The memory 1004 may include a read-only memory (ROM) and a random-access memory (RAM), and provide instructions and data for the processor 1003. A part of the memory 1004 may further include a non-volatile random-access memory (NVRAM). The memory 1004 stores a processor and operation instructions, an executable module or a data structure, a subnet thereof, or an extended set thereof. The operation instructions may include various operation instructions to implement various operations.
The processor 1003 controls an operation of the execution device. During specific application, the components of the execution device are coupled together through a bus system. In addition to a data bus, the bus system may further include a power bus, a control bus, a status signal bus, and the like. However, for clear description, various types of buses in the figure are marked as the bus system.

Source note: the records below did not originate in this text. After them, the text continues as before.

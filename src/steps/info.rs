//! Info target: print the resolved configuration
//!
//! Secrets are shown masked; only their presence is visible.

use crate::core::context::PipelineContext;
use crate::core::error::PipelineResult;
use crate::utils::describe_secret;

pub fn run(ctx: &PipelineContext) -> PipelineResult<()> {
  for (key, value) in info_lines(ctx) {
    println!("   {:<24} {}", key, value);
  }
  Ok(())
}

/// Key/value pairs shown by the Info target
pub fn info_lines(ctx: &PipelineContext) -> Vec<(&'static str, String)> {
  let config = &ctx.config;
  let optional = |v: Option<&str>| v.unwrap_or("<not set>").to_string();

  vec![
    ("Started", ctx.started_at.format("%Y-%m-%d %H:%M:%S").to_string()),
    ("Configuration", config.configuration.to_string()),
    ("Server build", ctx.ci.is_server_build().to_string()),
    ("Branch", ctx.repo.branch.clone()),
    ("Pull request", ctx.repo.is_pull_request.to_string()),
    ("Commit", ctx.repo.head_sha.clone()),
    (
      "Repository",
      ctx
        .repo
        .github
        .as_ref()
        .map(|(owner, name)| format!("{}/{}", owner, name))
        .unwrap_or_else(|| "<unknown>".to_string()),
    ),
    ("Version", ctx.version.sem_ver.clone()),
    ("Package version", ctx.version.nuget_version_v2.clone()),
    ("Informational version", ctx.version.informational_version.clone()),
    ("Project", config.project.display().to_string()),
    ("Artifacts directory", config.artifacts_dir.display().to_string()),
    ("Artifacts type", config.artifacts_type.clone()),
    ("Excluded artifacts", optional(config.excluded_artifacts_type.as_deref())),
    ("Changelog", config.changelog.display().to_string()),
    ("Copyright", optional(config.copyright.as_deref())),
    ("GitHub feed", optional(ctx.github_nuget_feed().as_deref())),
    ("MyGet feed", optional(config.myget_feed.as_deref())),
    ("MyGet API key", describe_secret(config.myget_api_key.as_deref())),
    ("NuGet feed", optional(config.nuget_feed.as_deref())),
    ("NuGet API key", describe_secret(config.nuget_api_key.as_deref())),
    ("GitHub token", describe_secret(config.github_token.as_deref())),
  ]
}
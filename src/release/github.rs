//! GitHub Releases REST client
//!
//! Three calls make up a release:
//! - `POST /repos/{owner}/{repo}/releases` creates the (draft) release
//! - `POST {upload_url}?name=<file>` uploads one binary asset
//! - `PATCH /repos/{owner}/{repo}/releases/{id}` flips `draft` to false
//!
//! The pipeline is sequential, so the blocking client is used and every call
//! finishes before the next one starts.

use crate::core::error::{ApiError, PipelineError, PipelineResult, ResultExt};
use serde::{Deserialize, Serialize};
use std::path::Path;
use std::time::Duration;

pub const PACKAGE_CONTENT_TYPE: &str = "application/octet-stream";
const API_VERSION: &str = "2022-11-28";
const USER_AGENT: &str = concat!("pack-rail/", env!("CARGO_PKG_VERSION"));

/// Request body for creating a release
#[derive(Debug, Clone, PartialEq, Eq, Serialize)]
pub struct NewRelease {
  pub tag_name: String,
  pub target_commitish: String,
  pub name: String,
  pub body: String,
  pub draft: bool,
  pub prerelease: bool,
}

/// Release as returned by the API (fields we use)
#[derive(Debug, Clone, PartialEq, Eq, Deserialize)]
pub struct Release {
  pub id: u64,
  pub tag_name: String,
  pub html_url: String,
  /// Hypermedia template, e.g. `https://uploads.github.com/.../assets{?name,label}`
  pub upload_url: String,
  pub draft: bool,
}

impl Release {
  /// Upload endpoint with the URI template stripped
  pub fn upload_endpoint(&self) -> &str {
    match self.upload_url.find('{') {
      Some(idx) => &self.upload_url[..idx],
      None => &self.upload_url,
    }
  }
}

/// Uploaded asset (fields we use)
#[derive(Debug, Clone, PartialEq, Eq, Deserialize)]
pub struct ReleaseAsset {
  pub id: u64,
  pub name: String,
  pub browser_download_url: String,
}

#[derive(Debug, Serialize)]
struct ReleaseUpdate {
  draft: bool,
}

/// Operations the release target performs against the hosting platform
pub trait ReleaseApi {
  fn create_release(&self, owner: &str, repo: &str, release: &NewRelease) -> PipelineResult<Release>;
  fn upload_asset(&self, release: &Release, asset: &Path) -> PipelineResult<ReleaseAsset>;
  fn publish_release(&self, owner: &str, repo: &str, release_id: u64) -> PipelineResult<Release>;
}

/// GitHub API client authenticated with a token
pub struct GitHubClient {
  client: reqwest::blocking::Client,
  api_url: String,
  token: String,
}

impl GitHubClient {
  pub fn new(api_url: &str, token: &str, timeout: Duration) -> PipelineResult<Self> {
    let client = reqwest::blocking::Client::builder()
      .timeout(timeout)
      .user_agent(USER_AGENT)
      .build()
      .map_err(|e| PipelineError::message(format!("Failed to create HTTP client: {}", e)))?;

    Ok(Self {
      client,
      api_url: api_url.trim_end_matches('/').to_string(),
      token: token.to_string(),
    })
  }

  fn authorized(&self, request: reqwest::blocking::RequestBuilder) -> reqwest::blocking::RequestBuilder {
    request
      .bearer_auth(&self.token)
      .header("Accept", "application/vnd.github+json")
      .header("X-GitHub-Api-Version", API_VERSION)
  }
}

impl ReleaseApi for GitHubClient {
  fn create_release(&self, owner: &str, repo: &str, release: &NewRelease) -> PipelineResult<Release> {
    let url = format!("{}/repos/{}/{}/releases", self.api_url, owner, repo);
    tracing::debug!(%url, tag = %release.tag_name, "creating release");

    let response = self.authorized(self.client.post(&url)).json(release).send()?;
    parse_json(response, "create release")
  }

  fn upload_asset(&self, release: &Release, asset: &Path) -> PipelineResult<ReleaseAsset> {
    let file_name = asset
      .file_name()
      .map(|n| n.to_string_lossy().to_string())
      .ok_or_else(|| PipelineError::message(format!("Asset path has no file name: {}", asset.display())))?;
    let bytes = std::fs::read(asset).with_context(|| format!("Failed to read asset {}", asset.display()))?;
    tracing::debug!(asset = %file_name, size = bytes.len(), "uploading release asset");

    let response = self
      .authorized(self.client.post(release.upload_endpoint()))
      .query(&[("name", file_name.as_str())])
      .header("Content-Type", PACKAGE_CONTENT_TYPE)
      .body(bytes)
      .send()?;
    parse_json(response, &format!("upload of {}", file_name))
  }

  fn publish_release(&self, owner: &str, repo: &str, release_id: u64) -> PipelineResult<Release> {
    let url = format!("{}/repos/{}/{}/releases/{}", self.api_url, owner, repo, release_id);
    tracing::debug!(%url, "publishing release");

    let response = self
      .authorized(self.client.patch(&url))
      .json(&ReleaseUpdate { draft: false })
      .send()?;
    parse_json(response, "publish release")
  }
}

fn parse_json<T: serde::de::DeserializeOwned>(
  response: reqwest::blocking::Response,
  operation: &str,
) -> PipelineResult<T> {
  let status = response.status();
  if !status.is_success() {
    let body = response.text().unwrap_or_default();
    return Err(PipelineError::Api(ApiError::Status {
      operation: operation.to_string(),
      status: status.as_u16(),
      body,
    }));
  }
  Ok(response.json()?)
}
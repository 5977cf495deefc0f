//! `dotnet` CLI driver
//!
//! Every toolchain call is a single blocking subprocess with inherited stdio, so
//! the tool's own output is what users see on failure. Argument vectors are
//! built by pure functions and tested without a toolchain installed.

use crate::core::config::Configuration;
use crate::core::error::{PipelineError, PipelineResult, ToolError};
use crate::utils::mask_secret;
use std::path::{Path, PathBuf};
use std::process::Command;

/// Version properties stamped into compiled assemblies and packages
#[derive(Debug, Clone, PartialEq, Eq)]
pub struct VersionStamp {
  pub version: String,
  pub assembly_version: String,
  pub file_version: String,
  pub informational_version: String,
}

#[derive(Debug, Clone, PartialEq, Eq)]
pub struct BuildSettings {
  pub project: PathBuf,
  pub configuration: Configuration,
  pub stamp: VersionStamp,
}

#[derive(Debug, Clone, PartialEq, Eq)]
pub struct PackSettings {
  pub project: PathBuf,
  pub configuration: Configuration,
  pub output_dir: PathBuf,
  pub copyright: Option<String>,
  pub stamp: VersionStamp,
}

#[derive(Debug, Clone, PartialEq, Eq)]
pub struct PushSettings {
  pub package: PathBuf,
  pub source: String,
  pub api_key: String,
}

/// The package toolchain the pipeline drives
pub trait Toolchain {
  fn clean(&self, project: &Path) -> PipelineResult<()>;
  fn restore(&self, project: &Path) -> PipelineResult<()>;
  fn build(&self, settings: &BuildSettings) -> PipelineResult<()>;
  fn pack(&self, settings: &PackSettings) -> PipelineResult<()>;
  /// Push one package; an identical version already on the feed is not an error
  fn push(&self, settings: &PushSettings) -> PipelineResult<()>;
}

/// Real `dotnet` executable
pub struct DotNet {
  executable: PathBuf,
  working_dir: PathBuf,
}

impl DotNet {
  pub fn new(working_dir: &Path) -> Self {
    let executable = std::env::var_os("DOTNET_EXE")
      .map(PathBuf::from)
      .unwrap_or_else(|| PathBuf::from("dotnet"));
    Self {
      executable,
      working_dir: working_dir.to_path_buf(),
    }
  }

  fn run(&self, args: &[String], secrets: &[&str]) -> PipelineResult<()> {
    let rendered = display_command("dotnet", args, secrets);
    tracing::debug!(command = %rendered, "spawning toolchain");
    println!("   $ {}", rendered);

    let status = Command::new(&self.executable)
      .current_dir(&self.working_dir)
      .args(args)
      .env("DOTNET_NOLOGO", "1")
      .env("DOTNET_CLI_TELEMETRY_OPTOUT", "1")
      .status()
      .map_err(|e| {
        PipelineError::Tool(ToolError::NotFound {
          tool: self.executable.display().to_string(),
          message: e.to_string(),
        })
      })?;

    if !status.success() {
      return Err(PipelineError::Tool(ToolError::Failed {
        command: rendered,
        code: status.code(),
      }));
    }
    Ok(())
  }
}

impl Toolchain for DotNet {
  fn clean(&self, project: &Path) -> PipelineResult<()> {
    self.run(&clean_args(project), &[])
  }

  fn restore(&self, project: &Path) -> PipelineResult<()> {
    self.run(&restore_args(project), &[])
  }

  fn build(&self, settings: &BuildSettings) -> PipelineResult<()> {
    self.run(&build_args(settings), &[])
  }

  fn pack(&self, settings: &PackSettings) -> PipelineResult<()> {
    self.run(&pack_args(settings), &[])
  }

  fn push(&self, settings: &PushSettings) -> PipelineResult<()> {
    self.run(&push_args(settings), &[settings.api_key.as_str()])
  }
}

pub fn clean_args(project: &Path) -> Vec<String> {
  vec!["clean".to_string(), project.display().to_string()]
}

pub fn restore_args(project: &Path) -> Vec<String> {
  vec!["restore".to_string(), project.display().to_string()]
}

pub fn build_args(settings: &BuildSettings) -> Vec<String> {
  let mut args = vec![
    "build".to_string(),
    settings.project.display().to_string(),
    "--configuration".to_string(),
    settings.configuration.to_string(),
    "--no-restore".to_string(),
  ];
  args.extend(stamp_properties(&settings.stamp));
  args
}

pub fn pack_args(settings: &PackSettings) -> Vec<String> {
  let mut args = vec![
    "pack".to_string(),
    settings.project.display().to_string(),
    "--configuration".to_string(),
    settings.configuration.to_string(),
    "--output".to_string(),
    settings.output_dir.display().to_string(),
    "--no-build".to_string(),
    "--no-restore".to_string(),
  ];
  if let Some(copyright) = settings.copyright.as_deref().filter(|c| !c.is_empty()) {
    args.push(property("Copyright", copyright));
  }
  args.extend(stamp_properties(&settings.stamp));
  args
}

pub fn push_args(settings: &PushSettings) -> Vec<String> {
  vec![
    "nuget".to_string(),
    "push".to_string(),
    settings.package.display().to_string(),
    "--source".to_string(),
    settings.source.clone(),
    "--api-key".to_string(),
    settings.api_key.clone(),
    "--skip-duplicate".to_string(),
  ]
}

fn stamp_properties(stamp: &VersionStamp) -> Vec<String> {
  vec![
    property("Version", &stamp.version),
    property("AssemblyVersion", &stamp.assembly_version),
    property("FileVersion", &stamp.file_version),
    property("InformationalVersion", &stamp.informational_version),
  ]
}

/// `-p:Name=Value` with MSBuild list separators escaped
fn property(name: &str, value: &str) -> String {
  let escaped = value.replace('%', "%25").replace(';', "%3B").replace(',', "%2C");
  format!("-p:{}={}", name, escaped)
}

/// Command line for logs, secrets replaced
pub fn display_command(program: &str, args: &[String], secrets: &[&str]) -> String {
  let mut rendered = String::from(program);
  for arg in args {
    rendered.push(' ');
    if secrets.iter().any(|s| !s.is_empty() && arg == s) {
      rendered.push_str(&mask_secret(arg));
    } else if arg.contains(' ') {
      rendered.push_str(&format!("\"{}\"", arg));
    } else {
      rendered.push_str(arg);
    }
  }
  rendered
}
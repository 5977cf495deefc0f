//! Sequential plan execution
//!
//! Targets run one at a time in plan order. The first failure stops the
//! run; later targets are reported as not run.

use crate::core::error::{PipelineError, PipelineResult};
use crate::pipeline::plan::{Decision, ExecutionPlan};
use crate::pipeline::target::Target;
use crate::utils::format_duration;
use std::time::{Duration, Instant};

#[derive(Debug, Clone, PartialEq, Eq)]
pub enum TargetStatus {
  Succeeded,
  Skipped(String),
  Failed,
  NotRun,
}

#[derive(Debug, Clone)]
pub struct TargetOutcome {
  pub target: Target,
  pub status: TargetStatus,
  pub duration: Duration,
}

#[derive(Debug, Default)]
pub struct RunReport {
  pub outcomes: Vec<TargetOutcome>,
}

impl RunReport {
  #[cfg(test)]
  pub fn status_of(&self, target: Target) -> Option<&TargetStatus> {
    self.outcomes.iter().find(|o| o.target == target).map(|o| &o.status)
  }

  pub fn total_duration(&self) -> Duration {
    self.outcomes.iter().map(|o| o.duration).sum()
  }

  pub fn print_summary(&self) {
    println!();
    println!("═══════════════════════════════════════");
    println!("{:<18} {:<12} {:>10}", "Target", "Status", "Duration");
    println!("───────────────────────────────────────");
    for outcome in &self.outcomes {
      let (status, duration) = match &outcome.status {
        TargetStatus::Succeeded => ("Succeeded".to_string(), format_duration(outcome.duration)),
        TargetStatus::Skipped(reason) => (format!("Skipped ({})", reason), String::new()),
        TargetStatus::Failed => ("Failed".to_string(), format_duration(outcome.duration)),
        TargetStatus::NotRun => ("NotRun".to_string(), String::new()),
      };
      println!("{:<18} {:<12} {:>10}", outcome.target.name(), status, duration);
    }
    println!("───────────────────────────────────────");
    println!("{:<31} {:>10}", "Total", format_duration(self.total_duration()));
    println!("═══════════════════════════════════════");
  }
}

/// Run every target in the plan through `step`
///
/// Returns the report plus the first error, if any. The error is wrapped with
/// the name of the target that raised it.
pub fn execute<F>(plan: &ExecutionPlan, mut step: F) -> (RunReport, Option<PipelineError>)
where
  F: FnMut(Target) -> PipelineResult<()>,
{
  let mut report = RunReport::default();
  let mut failure: Option<PipelineError> = None;

  for planned in &plan.targets {
    let target = planned.target;

    if failure.is_some() {
      report.outcomes.push(TargetOutcome {
        target,
        status: TargetStatus::NotRun,
        duration: Duration::ZERO,
      });
      continue;
    }

    if let Decision::Skip(reason) = &planned.decision {
      tracing::info!(name = %target, %reason, "skipping target");
      report.outcomes.push(TargetOutcome {
        target,
        status: TargetStatus::Skipped(reason.to_string()),
        duration: Duration::ZERO,
      });
      continue;
    }

    println!();
    println!("▶ {} - {}", target.name(), planned.description);
    let started = Instant::now();
    let result = step(target);
    let duration = started.elapsed();

    match result {
      Ok(()) => {
        tracing::debug!(name = %target, elapsed_ms = duration.as_millis() as u64, "target succeeded");
        report.outcomes.push(TargetOutcome {
          target,
          status: TargetStatus::Succeeded,
          duration,
        });
      }
      Err(err) => {
        tracing::debug!(name = %target, error = %err, "target failed");
        report.outcomes.push(TargetOutcome {
          target,
          status: TargetStatus::Failed,
          duration,
        });
        failure = Some(PipelineError::in_target(target.name(), err));
      }
    }
  }

  (report, failure)
}
//! Target model, planning and execution
//!
//! - **target**: The closed set of targets and their declarations
//! - **graph**: petgraph DAG and deterministic ordering
//! - **plan**: Gate and requirement evaluation before anything runs
//! - **runner**: Sequential execution with a summary report

pub mod graph;
pub mod plan;
pub mod runner;
pub mod target;

pub use plan::ExecutionPlan;
pub use runner::execute;
pub use target::Target;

The method disclosed in the foregoing embodiments of this disclosure may be applied to the processor 1003, or may be implemented by the processor 1003. The processor 1003 may be an integrated circuit chip, and has a signal processing capability. In an implementation process, steps in the foregoing methods may be implemented by using a hardware integrated logical circuit in the processor 1003, or by using instructions in a form of software. The processor 1003 may be a general-purpose processor, a digital signal processor (DSP), a microprocessor, or a microcontroller. The processor 1003 may further include an ASIC, an FPGA, or another programmable logic device, a discrete gate, a transistor logic device, or a discrete hardware component. The processor 1003 may implement or perform the methods, the steps, and the logical block diagrams that are disclosed in embodiments of this disclosure. The general-purpose processor may be a microprocessor, or the processor may be any other processor. Steps of the methods disclosed with reference to embodiments of this disclosure may be directly executed and completed by a hardware decoding processor, or may be executed and completed by using a combination of hardware and software modules in the decoding processor. The software module may be located in a mature storage medium in the art, for example, a RAM, a flash memory, a ROM, a programmable ROM (PROM), an electrically erasable programmable memory, or a register. The storage medium is located in the memory 1004, and the processor 1003 reads information in the memory 1004 and completes the steps in the foregoing methods in combination with hardware of the processor 1003.
The receiver 1001 may be configured to receive input digital or character information, and generate a signal input related to setting and function control of the execution device. The transmitter 1002 may be configured to output digital or character information by using a first interface. The transmitter 1002 may be further configured to send instructions to a disk group by using the first interface, to modify data in the disk group. The transmitter 1002 may further include a display device such as a display.
In this embodiment of this disclosure, in a case, the processor 1003 is configured to perform image object detection on an image by using the image classification model in the embodiment corresponding to FIG. 4 .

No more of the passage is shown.